Advocates opposing fracking will read this title and go “Duh…………….!”  They have been saying precisely this for many years.  Saying it to county commissioners, legislators and anyone who will listen.

Now we see this in an industry-supported newsletter.

But there is more.

Also known for many years is this:  “Better and more frequent water measurement is needed to fully understand the surface water impact of unconventional oil and gas development,”  And that is because of the Halliburton Loophole.

Despite the widespread use of the practice, and the risks hydraulic fracturing poses to human health and safe drinking water supplies, the U.S. Environmental Protection Agency (“EPA”) does not regulate the injection of fracturing fluids under the Safe Drinking Water Act.

The oil and gas industry is the only industry in America that is allowed by EPA to inject known hazardous materials — unchecked — directly into or adjacent to underground drinking water supplies.

This exemption from the SDWA has become known as the “Halliburton loophole” because it is widely perceived to have come about as a result of the efforts of Vice President Dick Cheney’s Energy Task Force. Source: Earthworks

The excuse put forth in this legislation is that chemicals used by oil companies are industry secrets to be kept from competitors.  But the result is that we do not know what the oil companies are putting into the ground to threaten our aquifer and drinking water.

Maybe the authors of this study just needed a publication in their portfolio, but it is a hard stretch to classify their findings   as “new knowledge.”

Read the original article here at Oil and Gas Online.

Comments by OSFR historian Jim Tatum.
jim.tatum@oursantaferiver.org
– A river is like a life: once taken,
it cannot be brought back © Jim Tatum


Study Suggests Hydraulic Fracturing Can Impact Surface Water Quality

August 19, 2021

The estimated impact on water quality is more pronounced during the period when wells generate large amounts of flowback and produced water, and where water monitors are closest to wells. More data is needed to better understand the full extent of the impact.

Tens of thousands of hydraulic fracturing wells drilled over the past few years from Pennsylvania to Texas to North Dakota have made unconventional oil and gas production part of everyday life for many Americans. This raises questions about the impacts to local communities and human health. While some studies document that hydraulic fracturing can contaminate groundwater, new evidence shows the practice can also reduce surface water quality.

The study, released today in the journal Science, finds hydraulic fracturing is associated with small increases in salt concentrations in surface waters for several shales and many watersheds across the United States. The largest impacts occurred during the early phases of production when wells generate large amounts of flowback and produced water. However, even the highest levels were well below what the U.S. Environmental Protection Agency considers harmful.
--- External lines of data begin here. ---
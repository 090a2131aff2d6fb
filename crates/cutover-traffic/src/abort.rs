//! External abort signal
//!
//! A `watch` channel holding the first abort reason. The handle side is given
//! to whoever may cancel the run; the signal side is polled at every tick and
//! before every provisioning step.

use std::sync::Arc;
use tokio::sync::watch;

/// Requests an abort
#[derive(Debug, Clone)]
pub struct AbortHandle {
    tx: Arc<watch::Sender<Option<String>>>,
}

/// Observes abort requests
#[derive(Debug, Clone)]
pub struct AbortSignal {
    rx: watch::Receiver<Option<String>>,
}

/// Create a connected handle/signal pair
#[must_use]
pub fn abort_pair() -> (AbortHandle, AbortSignal) {
    let (tx, rx) = watch::channel(None);
    (AbortHandle { tx: Arc::new(tx) }, AbortSignal { rx })
}

impl AbortHandle {
    /// Request an abort; only the first reason is kept
    pub fn abort(&self, reason: impl Into<String>) {
        let reason = reason.into();
        let first = self.tx.send_if_modified(|current| {
            if current.is_none() {
                *current = Some(reason.clone());
                true
            } else {
                false
            }
        });
        if first {
            tracing::warn!(%reason, "abort requested");
        }
    }

    /// A new signal observing this handle
    #[must_use]
    pub fn signal(&self) -> AbortSignal {
        AbortSignal {
            rx: self.tx.subscribe(),
        }
    }
}

impl AbortSignal {
    /// A signal that never fires
    #[must_use]
    pub fn never() -> Self {
        abort_pair().1
    }

    /// Reason of the pending abort, if any
    #[must_use]
    pub fn reason(&self) -> Option<String> {
        self.rx.borrow().clone()
    }

    /// Whether an abort was requested
    #[must_use]
    pub fn is_aborted(&self) -> bool {
        self.rx.borrow().is_some()
    }

    /// Wait for an abort; pends forever once every handle is gone
    pub async fn aborted(&mut self) -> String {
        loop {
            if let Some(reason) = self.rx.borrow_and_update().clone() {
                return reason;
            }
            if self.rx.changed().await.is_err() {
                std::future::pending::<()>().await;
            }
        }
    }
}
//! Provisioning collaborator

use cutover_graph::StackId;
use cutover_signals::AdapterError;
use std::collections::BTreeMap;

/// Turns a stack into real infrastructure
///
/// `params` holds every output of the stack's direct dependencies, keyed
/// `"<dependency>.<key>"`. The returned map becomes the stack's outputs.
/// A call that returns has finished: there is no partially created stack.
#[async_trait::async_trait]
pub trait Provisioner: Send + Sync {
    /// Create or update `stack`
    async fn provision(
        &self,
        stack: &StackId,
        params: &BTreeMap<String, String>,
    ) -> Result<BTreeMap<String, String>, AdapterError>;
}
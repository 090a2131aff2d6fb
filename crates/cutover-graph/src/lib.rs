//! Cutover stack graph
//!
//! Dependency DAG over deployable units (network, security, database,
//! replication, compute, routing, monitoring). Computes a deterministic
//! creation order and tracks per-stack provisioning status so that a stack
//! only becomes `Ready` after everything it depends on is `Ready`.
//!
//! # Example
//!
//! ```rust
//! use cutover_graph::{StackGraph, StackId};
//! use std::collections::BTreeMap;
//!
//! let mut graph = StackGraph::new();
//! graph.add_node("network", &[]).unwrap();
//! graph.add_node("database", &["network"]).unwrap();
//!
//! let order = graph.topological_order().unwrap();
//! assert_eq!(order, vec![StackId::from("network"), StackId::from("database")]);
//!
//! graph.mark_in_progress("network").unwrap();
//! let mut outputs = BTreeMap::new();
//! outputs.insert("vpc_id".to_string(), "vpc-123".to_string());
//! graph.mark_ready("network", outputs).unwrap();
//!
//! assert_eq!(graph.resolve_output("network", "vpc_id").unwrap(), "vpc-123");
//! ```

pub mod error;
pub mod graph;
pub mod state_machine;
pub mod types;

pub use error::GraphError;
pub use graph::StackGraph;
pub use types::{StackId, StackNode, StackStatus};

/// Version of this crate
pub const VERSION: &str = env!("CARGO_PKG_VERSION");
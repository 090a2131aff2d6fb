//! `Duration` as integer milliseconds in config and persisted records
//!
//! Use with `#[serde(with = "cutover_traffic::millis")]`.

use serde::{Deserialize, Deserializer, Serializer};
use std::time::Duration;

/// Serialize as whole milliseconds, saturating at `u64::MAX`
///
/// # Errors
/// Whatever the serializer reports
pub fn serialize<S: Serializer>(value: &Duration, serializer: S) -> Result<S::Ok, S::Error> {
    serializer.serialize_u64(u64::try_from(value.as_millis()).unwrap_or(u64::MAX))
}

/// Deserialize from whole milliseconds
///
/// # Errors
/// When the input is not an unsigned integer
pub fn deserialize<'de, D: Deserializer<'de>>(deserializer: D) -> Result<Duration, D::Error> {
    u64::deserialize(deserializer).map(Duration::from_millis)
}

/// The same encoding for lists of durations
pub mod list {
    use serde::ser::SerializeSeq;
    use serde::{Deserialize, Deserializer, Serializer};
    use std::time::Duration;

    /// Serialize each entry as whole milliseconds
    ///
    /// # Errors
    /// Whatever the serializer reports
    pub fn serialize<S: Serializer>(values: &[Duration], serializer: S) -> Result<S::Ok, S::Error> {
        let mut seq = serializer.serialize_seq(Some(values.len()))?;
        for value in values {
            seq.serialize_element(&u64::try_from(value.as_millis()).unwrap_or(u64::MAX))?;
        }
        seq.end()
    }

    /// Deserialize a list of whole milliseconds
    ///
    /// # Errors
    /// When the input is not a list of unsigned integers
    pub fn deserialize<'de, D: Deserializer<'de>>(deserializer: D) -> Result<Vec<Duration>, D::Error> {
        let raw = Vec::<u64>::deserialize(deserializer)?;
        Ok(raw.into_iter().map(Duration::from_millis).collect())
    }
}
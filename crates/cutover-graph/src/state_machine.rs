//! Stack status transitions
//!
//! `Pending → InProgress → Ready`, with `Failed` reachable from `InProgress`.
//! A failed stack is retried by re-submitting it to `InProgress`.

use crate::error::GraphError;
use crate::types::{StackId, StackStatus};

/// Statuses reachable from `from` in one step
#[must_use]
pub fn allowed_transitions(from: StackStatus) -> &'static [StackStatus] {
    use StackStatus::{Failed, InProgress, Pending, Ready};
    match from {
        Pending => &[InProgress],
        InProgress => &[Ready, Failed],
        Failed => &[InProgress],
        Ready => &[],
    }
}

/// Validate a status change for `stack`
pub fn validate_transition(
    stack: &StackId,
    from: StackStatus,
    to: StackStatus,
) -> Result<(), GraphError> {
    if allowed_transitions(from).contains(&to) {
        Ok(())
    } else {
        Err(GraphError::IllegalTransition {
            stack: stack.clone(),
            from,
            to,
        })
    }
}
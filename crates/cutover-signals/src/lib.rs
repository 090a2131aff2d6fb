//! Cutover signals
//!
//! The two feedback sources the traffic shift is gated on:
//! - [`ReplicationMonitor`]: polls the source → target replication task and
//!   reports lag and fault state, debounced over consecutive polls
//! - [`HealthProbe`]: keeps a bounded window of health snapshots per
//!   environment and derives error rate and p99 latency from it
//!
//! Both own their state and hand out cloned snapshots; pollers run as tokio
//! tasks that only hold a weak reference to their component.

pub mod clock;
pub mod error;
pub mod health;
pub mod replication;

pub use clock::Clock;
pub use error::{AdapterError, HealthError, ReplicationError};
pub use health::{
    Environment, HealthProbe, HealthReading, HealthSettings, HealthSnapshot, HealthSource,
};
pub use replication::{
    ReplicationMonitor, ReplicationReport, ReplicationSettings, ReplicationState,
    ReplicationStatus, ReplicationStatusSource,
};
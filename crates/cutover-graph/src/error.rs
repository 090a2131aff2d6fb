//! Stack graph errors

use crate::types::{StackId, StackStatus};

/// Errors raised by [`crate::StackGraph`]
#[derive(Debug, Clone, PartialEq, Eq, thiserror::Error)]
pub enum GraphError {
    /// Adding the node (or walking the graph) found a dependency cycle
    #[error("dependency cycle through stack '{0}'")]
    CycleDetected(StackId),

    /// A node with this id was already added
    #[error("stack '{0}' already exists")]
    DuplicateNode(StackId),

    /// No node with this id was added
    #[error("unknown stack '{0}'")]
    UnknownNode(StackId),

    /// A dependency of the stack is not `Ready`
    #[error("stack '{stack}' depends on '{dependency}' which is not ready")]
    DependencyNotReady {
        /// Stack being transitioned
        stack: StackId,
        /// First dependency found not ready
        dependency: StackId,
    },

    /// The producer is not `Ready` or does not export the key
    #[error("output '{key}' not available from stack '{stack}'")]
    OutputNotFound {
        /// Producer stack
        stack: StackId,
        /// Requested output key
        key: String,
    },

    /// Status change not allowed by the stack state machine
    #[error("stack '{stack}' cannot move from {from} to {to}")]
    IllegalTransition {
        /// Stack being transitioned
        stack: StackId,
        /// Current status
        from: StackStatus,
        /// Requested status
        to: StackStatus,
    },

    /// Removal refused because other stacks still depend on this one
    #[error("stack '{stack}' still has dependents: {dependents:?}")]
    HasDependents {
        /// Stack being removed
        stack: StackId,
        /// Declared stacks depending on it
        dependents: Vec<StackId>,
    },
}

impl GraphError {
    /// Errors caused by a malformed plan rather than by provisioning
    #[inline]
    #[must_use]
    pub fn is_configuration_error(&self) -> bool {
        matches!(self, Self::CycleDetected(_) | Self::DuplicateNode(_))
    }
}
“Our work provides the first large-sample evidence showing that hydraulic fracturing is related to the quality of nearby surface waters for several U.S. shales,” says Christian Leuz, a co-author of the study and the Joseph Sondheimer Professor of International Economics, Finance and Accounting at the University of Chicago’s Booth School of Business. “Though we estimated very small water impact, one has to consider that most measurements were taken in rivers or streams and that the average fracturing well in our dataset was not particularly close to the monitors in the watershed.”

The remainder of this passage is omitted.